En la mayor parte de los casos, cobran por prenda: 1,5 pesos por un pantalón que se venderá por 400 en algún escaparate de Palermo, o por 150 en La Salada, la mayor de tantas ferias informales de ropa que han surgido en los últimos años. Las condiciones de seguridad e higiene suelen ser deplorables, lo que favorece la aparición de enfermedades (4). Casi todos los empleados son inmigrantes; la mayoría, bolivianos. Los talleristas solían ser coreanos; ahora también hay bolivianos. No siempre el trato es vejatorio ni la permanencia es forzada; lo que no cambia es la dureza de la jornada laboral. Los peores tragos suelen ser para los recién llegados, que no conocen sus derechos y están desorientados. Después, muchos consiguen trabajos cada vez mejores, en negro o en blanco, como le ocurrió a Delia tras abandonar el taller de sus tíos.

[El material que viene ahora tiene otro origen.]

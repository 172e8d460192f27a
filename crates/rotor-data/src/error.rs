//! 데이터 모듈 오류 타입.

use thiserror::Error;

/// 데이터 관련 오류.
#[derive(Debug, Error)]
pub enum DataError {
    /// 로컬 캐시 입출력 오류
    #[error("Storage error: {0}")]
    StorageError(String),

    /// 로컬 데이터 없음 (먼저 update-data 실행 필요)
    #[error("Local data not found: {0}")]
    NotFound(String),

    /// 외부 소스에서 데이터 가져오기 오류
    #[error("Fetch error: {0}")]
    FetchError(String),

    /// 응답 파싱 오류
    #[error("Parse error: {0}")]
    ParseError(String),

    /// 빈 응답
    #[error("Empty response: {0}")]
    EmptyResponse(String),

    /// 잘못된 데이터 형식
    #[error("Invalid data: {0}")]
    InvalidData(String),
}

impl DataError {
    /// 재시도할 가치가 있는 오류인지 확인합니다.
    ///
    /// 네트워크 오류와 일시적 응답 파싱 오류(점검 페이지 등)가 해당합니다.
    pub fn is_retryable(&self) -> bool {
        matches!(self, DataError::FetchError(_) | DataError::ParseError(_))
    }
}

impl From<std::io::Error> for DataError {
    fn from(err: std::io::Error) -> Self {
        DataError::StorageError(err.to_string())
    }
}

impl From<csv::Error> for DataError {
    fn from(err: csv::Error) -> Self {
        DataError::StorageError(err.to_string())
    }
}

impl From<reqwest::Error> for DataError {
    fn from(err: reqwest::Error) -> Self {
        DataError::FetchError(err.to_string())
    }
}

impl From<DataError> for rotor_core::RotorError {
    fn from(err: DataError) -> Self {
        use rotor_core::RotorError;
        match err {
            DataError::StorageError(msg) => RotorError::Storage(msg),
            DataError::NotFound(msg) => RotorError::NotFound(msg),
            DataError::FetchError(msg) => RotorError::Network(msg),
            DataError::ParseError(msg)
            | DataError::EmptyResponse(msg)
            | DataError::InvalidData(msg) => RotorError::Data(msg),
        }
    }
}

pub type Result<T> = std::result::Result<T, DataError>;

———————————————————————————–
1. Relato completo en: Colectivo Simbiosis Cultural y Colectivo Situaciones, De chuequistas y overlockas. Una discusión en torno a los talleres textiles, Tinta Limón, Buenos Aires, 2011. Disponible en: http://tintalimon.com.ar
2. Según algunas estimaciones, hay 15.000 talleres clandestinos en Capital Federal y otros 10.000 salpican el conurbano. Véase De chuequistas y overlockas, op. cit.
3. Véase por ejemplo, Horacio Verbitsky, «Una vida nueva. Esclavos del siglo XXI», Página/12, Buenos Aires, 2-1-11.
4. Se ha creado un mercado de clínicas de legalidad incierta que tratan principalmente inmigrantes, según el relato de Geraldine en De chuequistas y overlockas.
* Este texto es un extracto del reportaje «Esclavos modernos, migrantes de siempre», publicado este mes de junio en Le Monde Diplomatique, edición Cono Sur.